O experimentalismo pop tem poucos adeptos no Brasil. O cantor, compositor, multiinstrumentista e cineasta Jupiter Apple é um dos estranhos no ninho. Começou nas bandas gaúchas TNT e Cascavalletes para depois enveredar pela carreira solo em discos tão inventivos quanto desconcertantes.
''Hisscivilization'', seu novo álbum, dá continuidade à psicodelia radical. Chega às lojas fundindo lisergia, melodia francesa, rock progressivo alemão, trilha de cinema, indie dance e bossa nova. Soa como uma síntese dos discos anteriores ''A Sétima Efervescência'' (1997) e ''Plastic Soda'' (1999), emprestando referências de um e outro para construir seu futurismo retrô.

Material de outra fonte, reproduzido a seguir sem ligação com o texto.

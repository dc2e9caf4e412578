//! a compact per-core cpu monitor.

use {
    self::cli::Args,
    anyhow::{Context, Result},
    clap::Parser,
    crossterm::{
        event::{self, Event, KeyCode, KeyEvent, KeyModifiers},
        terminal,
    },
    std::{io, time::Duration},
    tach::{
        Config, History, HistoryWriter, NullDisplay, RenderWorker, Sampler, Scheduler, Sentinel,
        TerminalDisplay,
    },
    tracing::{error, info},
    tracing_appender::non_blocking::WorkerGuard,
    tracing_subscriber::{EnvFilter, fmt, layer::SubscriberExt, util::SubscriberInitExt},
};

mod cli;

fn main() -> Result<()> {
    let args = Args::parse();
    let _guard = init_logging(&args)?;
    let config = args.config().context("invalid configuration")?;

    info!(
        version = env!("CARGO_PKG_VERSION"),
        cores = config.core_count(),
        window = config.window_capacity(),
        interval_ms = config.tick_interval().as_millis(),
        history = %config.history_path().display(),
        "starting tach"
    );

    let sentinel =
        Sentinel::new(config.core_count()).context("failed to start sampling cpu utilization")?;
    let history = HistoryWriter::open(config.history_path()).context("failed to open history")?;

    if args.no_display {
        headless(&config, sentinel, history)
    } else {
        interactive(&config, sentinel, history)
    }
}

/// initializes logging to stderr, or to a file. see [`Args::log_file()`].
///
/// the returned guard flushes buffered logs when dropped.
fn init_logging(args: &Args) -> Result<Option<WorkerGuard>> {
    let filter = EnvFilter::try_from_default_env()
        .or_else(|_| EnvFilter::try_new(&args.log_level))
        .context("invalid log filter")?;
    let registry = tracing_subscriber::registry().with(filter);

    let Some(path) = args.log_file() else {
        registry
            .with(fmt::layer().with_writer(io::stderr))
            .try_init()
            .context("failed to initialize logging")?;
        return Ok(None);
    };

    let dir = path.parent().filter(|dir| !dir.as_os_str().is_empty());
    let name = path.file_name().context("log file must name a file")?;
    let appender = tracing_appender::rolling::never(dir.unwrap_or(".".as_ref()), name);
    let (writer, guard) = tracing_appender::non_blocking(appender);
    registry
        .with(fmt::layer().with_writer(writer).with_ansi(false))
        .try_init()
        .context("failed to initialize logging")?;

    Ok(Some(guard))
}

/// records history without drawing anything, until the tick limit is reached.
///
/// without a tick limit, this runs until the process is killed. each record is flushed as it is
/// written, so nothing is lost by that.
fn headless<S, H>(config: &Config, sampler: S, history: H) -> Result<()>
where
    S: Sampler + Send + 'static,
    H: History + Send + 'static,
{
    let mut scheduler = Scheduler::new(config, sampler, history, NullDisplay)?;
    scheduler.start()?;
    scheduler.wait()?;

    Ok(())
}

/// draws the rolling window to the terminal until the user quits, or the tick limit is reached.
fn interactive<S, H>(config: &Config, sampler: S, history: H) -> Result<()>
where
    S: Sampler + Send + 'static,
    H: History + Send + 'static,
{
    let display = TerminalDisplay::new(config.plot_height())?;
    let worker = RenderWorker::spawn(display)?;
    let mut scheduler = Scheduler::new(config, sampler, history, worker)?;

    terminal::enable_raw_mode()?;
    let watched = scheduler
        .start()
        .map_err(anyhow::Error::from)
        .and_then(|()| watch(|| scheduler.is_finished()).map_err(anyhow::Error::from));

    // stopping the scheduler drops the render worker, which restores the screen.
    let stopped = scheduler.stop().map(drop);
    if let Err(error) = terminal::disable_raw_mode() {
        error!(%error, "failed to restore the terminal");
    }

    watched?;
    stopped?;
    Ok(())
}

/// waits for the user to quit, or for `finished` to return `true`.
fn watch(finished: impl Fn() -> bool) -> io::Result<()> {
    const POLL: Duration = Duration::from_millis(100);

    while !finished() {
        if !event::poll(POLL)? {
            continue;
        }

        if let Event::Key(key) = event::read()? {
            if quits(&key) {
                info!("quitting");
                break;
            }
        }
    }

    Ok(())
}

fn quits(key: &KeyEvent) -> bool {
    match key.code {
        KeyCode::Char('q') | KeyCode::Esc => true,
        KeyCode::Char('c') => key.modifiers.contains(KeyModifiers::CONTROL),
        _ => false,
    }
}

A novidade, desta vez, é a influência flagrante da banda Stereolab em grande parte do repertório. De cara, melodia e arranjos instrumentais familiares carimbam os 11 minutos e 29 segundos de ''The Homeless and the Jet Boots Boy'', a faixa de abertura. O artista não é nada discreto, decalcando até trechos de letras em francês e vocalises singelos à base de ''pá, pá, pás'' que costumam matizar as composições do grupo britânico.

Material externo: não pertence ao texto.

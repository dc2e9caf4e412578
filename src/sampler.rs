//! per-core utilization sampling.

use {
    crate::stat::StatReadError,
    std::collections::VecDeque,
    thiserror::Error,
};

/// a source of per-core utilization observations.
pub trait Sampler {
    /// the number of cores each observation covers.
    fn cores(&self) -> usize;

    /// returns the utilization of each core, in percent, since the previous read.
    ///
    /// the returned vector holds exactly [`Sampler::cores()`] values in `[0, 100]`. a sampler
    /// that cannot report every core must fail rather than fill in the gaps.
    fn read(&mut self) -> Result<Vec<f64>, SampleUnavailable>;
}

/// the sampler could not produce an observation this tick.
#[derive(Debug, Error)]
pub enum SampleUnavailable {
    #[error("failed to read kernel statistics: {0}")]
    Stat(#[from] StatReadError),
    #[error("cpu{0} is missing from the kernel statistics")]
    MissingCpu(usize),
    #[error("{0}")]
    Other(String),
}

/// a mock sampler, which replays a script of observations.
///
/// once the script runs out, every read fails.
#[allow(dead_code, reason = "this is a testing utility.")]
pub struct MockSampler {
    cores: usize,
    script: VecDeque<Result<Vec<f64>, String>>,
}

// === impl MockSampler ===

impl MockSampler {
    #[allow(dead_code, reason = "this is a testing utility.")]
    pub fn new(cores: usize) -> Self {
        Self {
            cores,
            script: VecDeque::new(),
        }
    }

    /// queues a successful observation.
    #[allow(dead_code, reason = "this is a testing utility.")]
    pub fn then(mut self, values: impl Into<Vec<f64>>) -> Self {
        self.script.push_back(Ok(values.into()));
        self
    }

    /// queues a failed observation.
    #[allow(dead_code, reason = "this is a testing utility.")]
    pub fn then_fail(mut self, reason: impl Into<String>) -> Self {
        self.script.push_back(Err(reason.into()));
        self
    }
}

impl Sampler for MockSampler {
    fn cores(&self) -> usize {
        self.cores
    }

    fn read(&mut self) -> Result<Vec<f64>, SampleUnavailable> {
        match self.script.pop_front() {
            Some(Ok(values)) => Ok(values),
            Some(Err(reason)) => Err(SampleUnavailable::Other(reason)),
            None => Err(SampleUnavailable::Other("mock script is exhausted".to_owned())),
        }
    }
}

Ecos da fonte espalham-se em faixas como ''Pyrus Malus et Fragaria Vesca'', ''Act not Surprised'', ''An Old Road'', ''Overture and Something Else'' e ''Civilization''. Para as gravações, Jupiter Apple contou com as colaborações de Talitha F. Jones (vocais), Biba Graef (vocais), Astronauta Pinguim (moog), L. Bolobang (bateria) e alguns músicos de ocasião.
O lançamento é do selo Voiceprint, comandado pelo músico Fábio Golfetti (da banda Violeta de Outono), que toca cítara em uma das faixas.
Serviço:
CD ''Hisscilization''. Jupiter Apple. Gravadora Voiceprint (tel. 11/5533-5908).